Ferdinand displays noble intentions, assuring Prospero that he will not untie Miranda's "virgin knot" until they are formally married. Much to his delight, Ferdinand is eventually reunited with his father and friends. They all return to Naples and Prospero regains his Dukedom. As Samuel Johnson observed, the play thus ends in "the final happiness of the pair for whom our passions and reason are equally interested."

== Ferdinand's line ==

"(to MIRANDA) Oh, if a virgin, And your affection not gone forth, I'll make you The queen of Naples."

When Ferdinand meets Miranda, he falls in love at first sight and confesses his love.

"To whom I am subdued, are but light to me, Might I but through my prison once a day Behold this maid."

Ferdinand is subordinated by Prospero's order, but he gives up his freedom and just wants to see Miranda.

"O heaven, O earth, bear witness to this sound And crown what I profess with kind event If I speak true! If hollowly, invert
What best is boded me to mischief! I Beyond all limit of what else i' th' world Do love, prize, honor you."

Ferdinand declares how deeply he loves her when Miranda asks him "Do you love me?"

"(seeing ALONSO and kneeling)Though the seas threaten, they are merciful. I have cursed them without cause."

Ferdinand meets his father, Alonso who has been thought to be dead, and thanks for the miracle. As Ferdinand introduces Miranda to his father, Alonso is very proud of his son for finding such a beautiful love.

== Role in the play ==
In Act 1 Scene 2, Prospero said, "(aside) It goes on, I see, as my soul prompts it ."
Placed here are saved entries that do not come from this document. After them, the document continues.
//! 接続管理の実装
//!
//! このモジュールは `ConnectionManager` trait の具体的な実装を提供します。
//!
//! - `websocket`: WebSocket の writer タスクへのチャンネルを使った実装

pub mod websocket;

pub use websocket::WebSocketConnectionManager;
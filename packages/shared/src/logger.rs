//! Logging setup shared by the hiroba binaries.

use tracing_subscriber::{layer::SubscriberExt, util::SubscriberInitExt};

/// Initialize the tracing subscriber with the specified default log level.
///
/// The filter covers the hiroba library crates and the calling binary. It can be
/// overridden entirely through the `RUST_LOG` environment variable.
///
/// # Arguments
///
/// * `binary_name` - The name of the binary (e.g., "hiroba-server")
/// * `default_log_level` - The default log level (e.g., "debug", "info", "warn")
///
/// # Examples
///
/// ```no_run
/// use hiroba_shared::logger::setup_logger;
///
/// setup_logger("hiroba-server", "info");
/// ```
pub fn setup_logger(binary_name: &str, default_log_level: &str) {
    tracing_subscriber::registry()
        .with(
            tracing_subscriber::EnvFilter::try_from_default_env()
                .unwrap_or_else(|_| default_directives(binary_name, default_log_level).into()),
        )
        .with(tracing_subscriber::fmt::layer())
        .init();
}

/// Build the default filter directives for the hiroba crates and the binary.
fn default_directives(binary_name: &str, level: &str) -> String {
    let binary_target = binary_name.replace('-', "_");
    format!(
        "hiroba_server={level},hiroba_client={level},hiroba_shared={level},{binary_target}={level},tower_http=info"
    )
}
This scene shows that Ferdinand and Miranda were used to serving as a union of Milan and Naples by Prospero's political aims for resolving his exile.

Ferdinand may represent the hope of the younger generation who will not repeat the mistakes made by Prospero and Alonso. In Act 5 Scene 1, as they saw Ferdinand and Miranda playing chess together, Alonso told their reconciliation and unification through the marriage.

In (Act 1 Scene 2), when Ferdinand first came out, he mourned over his father's death on the shore. Then, Ariel sang for him, and he thought that the song was for his dead father.

== Cinematic portrayals ==
- Ed Genung played Ferdinand in one of the oldest known screen adaptations of the story, The Tempest (1911).
- Mark Rylance plays Ferdinand in Prospero's Books, a 1991 screen adaptation of The Tempest, directed by Peter Greenaway.
- Eddie Mills plays Captain Frederic, a character based on Ferdinand, in The Tempest (1998 film), which transfers the play's story to the American Civil War
- Reeve Carney plays Ferdinand in the 2010 film.

==Named after==
On the Uranus system, both the irregular moon and the Mirandan crater (located at the Prime Meridian near the equator) are named for the character.